Mexican Roman Catholic bishop (1949–2026)

Pedro Pablo Elizondo Cárdenas L.C. (4 September 1949 – 22 January 2026) was a Mexican Roman Catholic prelate. He was Bishop of Cancún-Chetumal from 2004 to 2025.

==Biography==
Pedro Pablo Elizondo Cárdenas was born on 4 September 1949 in San José de Gracia, Michoacán, Mexico.

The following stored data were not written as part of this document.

//! Application error taxonomy.
//!
//! Every fallible operation eventually classifies its failure into one
//! of these variants at the HTTP boundary. Validation and authorization
//! failures are detected before any write; the business-rule variants
//! (insufficient budget, inactive department) carry the figures the
//! caller needs to explain the rejection.

use rust_decimal::Decimal;
use thiserror::Error;

/// Result type alias using `AppError`.
pub type AppResult<T> = Result<T, AppError>;

/// Application error taxonomy.
#[derive(Debug, Clone, PartialEq, Eq, Error)]
pub enum AppError {
    /// Malformed or out-of-range input.
    #[error("Validation error: {0}")]
    Validation(String),

    /// Authentication failed or missing.
    #[error("Authentication failed: {0}")]
    Unauthorized(String),

    /// The actor is not allowed to perform the operation.
    #[error("Access denied: {0}")]
    Forbidden(String),

    /// Resource not found.
    #[error("Not found: {0}")]
    NotFound(String),

    /// Illegal transition, e.g. re-approving a reviewed request.
    #[error("Invalid state: {0}")]
    InvalidState(String),

    /// The category budget cannot absorb the requested draw.
    #[error("Insufficient budget: requested {requested}, available {available}")]
    InsufficientBudget {
        /// The amount the request would draw.
        requested: Decimal,
        /// Remaining category budget, floored at zero for display.
        available: Decimal,
    },

    /// The department budget cannot absorb the requested draw.
    #[error(
        "Insufficient budget for department {department}: requested {requested}, available {available}"
    )]
    InsufficientDepartmentBudget {
        /// The department the category belongs to.
        department: String,
        /// The amount the request would draw.
        requested: Decimal,
        /// Remaining department budget, floored at zero for display.
        available: Decimal,
    },

    /// Requisitions require an active department.
    #[error("Department is inactive: {0}")]
    DepartmentInactive(String),

    /// Conflict (e.g., duplicate email).
    #[error("Conflict: {0}")]
    Conflict(String),

    /// Database error.
    #[error("Database error: {0}")]
    Database(String),

    /// Internal server error.
    #[error("Internal error: {0}")]
    Internal(String),
}

impl AppError {
    /// Returns the HTTP status code for this error.
    ///
    /// Business-rule rejections report as 400: nothing was written, the
    /// request itself names the draw that cannot be satisfied.
    #[must_use]
    pub const fn status_code(&self) -> u16 {
        match self {
            Self::Validation(_)
            | Self::InvalidState(_)
            | Self::InsufficientBudget { .. }
            | Self::InsufficientDepartmentBudget { .. }
            | Self::DepartmentInactive(_) => 400,
            Self::Unauthorized(_) => 401,
            Self::Forbidden(_) => 403,
            Self::NotFound(_) => 404,
            Self::Conflict(_) => 409,
            Self::Database(_) | Self::Internal(_) => 500,
        }
    }

    /// Returns the stable error code for API responses.
    #[must_use]
    pub const fn error_code(&self) -> &'static str {
        match self {
            Self::Validation(_) => "VALIDATION_ERROR",
            Self::Unauthorized(_) => "UNAUTHORIZED",
            Self::Forbidden(_) => "FORBIDDEN",
            Self::NotFound(_) => "NOT_FOUND",
            Self::InvalidState(_) => "INVALID_STATE",
            Self::InsufficientBudget { .. } => "INSUFFICIENT_BUDGET",
            Self::InsufficientDepartmentBudget { .. } => "INSUFFICIENT_DEPARTMENT_BUDGET",
            Self::DepartmentInactive(_) => "DEPARTMENT_INACTIVE",
            Self::Conflict(_) => "CONFLICT",
            Self::Database(_) => "DATABASE_ERROR",
            Self::Internal(_) => "INTERNAL_ERROR",
        }
    }

    /// Whether the caller should see the message verbatim.
    ///
    /// Storage and internal failures keep their detail in the logs and
    /// surface an opaque message.
    #[must_use]
    pub const fn is_opaque(&self) -> bool {
        matches!(self, Self::Database(_) | Self::Internal(_))
    }
}

#[cfg(test)]
mod tests {
    use rust_decimal_macros::dec;

    use super::*;

    #[test]
    fn test_status_codes() {
        assert_eq!(AppError::Validation(String::new()).status_code(), 400);
        assert_eq!(AppError::InvalidState(String::new()).status_code(), 400);
        assert_eq!(
            AppError::InsufficientBudget {
                requested: dec!(500),
                available: dec!(400),
            }
            .status_code(),
            400
        );
        assert_eq!(
            AppError::DepartmentInactive(String::new()).status_code(),
            400
        );
        assert_eq!(AppError::Unauthorized(String::new()).status_code(), 401);
        assert_eq!(AppError::Forbidden(String::new()).status_code(), 403);
        assert_eq!(AppError::NotFound(String::new()).status_code(), 404);
        assert_eq!(AppError::Conflict(String::new()).status_code(), 409);
        assert_eq!(AppError::Database(String::new()).status_code(), 500);
        assert_eq!(AppError::Internal(String::new()).status_code(), 500);
    }

    #[test]
    fn test_error_codes_are_stable() {
        assert_eq!(
            AppError::InsufficientBudget {
                requested: dec!(1),
                available: dec!(0),
            }
            .error_code(),
            "INSUFFICIENT_BUDGET"
        );
        assert_eq!(
            AppError::InsufficientDepartmentBudget {
                department: "Operations".into(),
                requested: dec!(1),
                available: dec!(0),
            }
            .error_code(),
            "INSUFFICIENT_DEPARTMENT_BUDGET"
        );
        assert_eq!(
            AppError::DepartmentInactive("Warehouse".into()).error_code(),
            "DEPARTMENT_INACTIVE"
        );
        assert_eq!(AppError::NotFound(String::new()).error_code(), "NOT_FOUND");
    }

    #[test]
    fn test_insufficient_budget_message_carries_figures() {
        let err = AppError::InsufficientBudget {
            requested: dec!(500),
            available: dec!(400),
        };
        assert_eq!(
            err.to_string(),
            "Insufficient budget: requested 500, available 400"
        );
    }

    #[test]
    fn test_opaque_errors() {
        assert!(AppError::Database("details".into()).is_opaque());
        assert!(AppError::Internal("details".into()).is_opaque());
        assert!(!AppError::Forbidden("details".into()).is_opaque());
    }
}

He entered the Legionaries of Christ novitiate in 1966 and professed his perpetual vows in 1974. He completed his theological and philosophical studies in Rome, where he earned degrees at the Pontifical Gregorian University and the Pontifical University of Saint Thomas Aquinas. In 1982, he was ordained a priest in Rome.

In 2004, Elizondo was appointed as a territorial prelate of Cancún and Chetumal by Pope John Paul II and was consecrated as a bishop.

In 2020, Pope Francis elevated the prelature to the status of a diocese and Elizondo became its first diocesan bishop.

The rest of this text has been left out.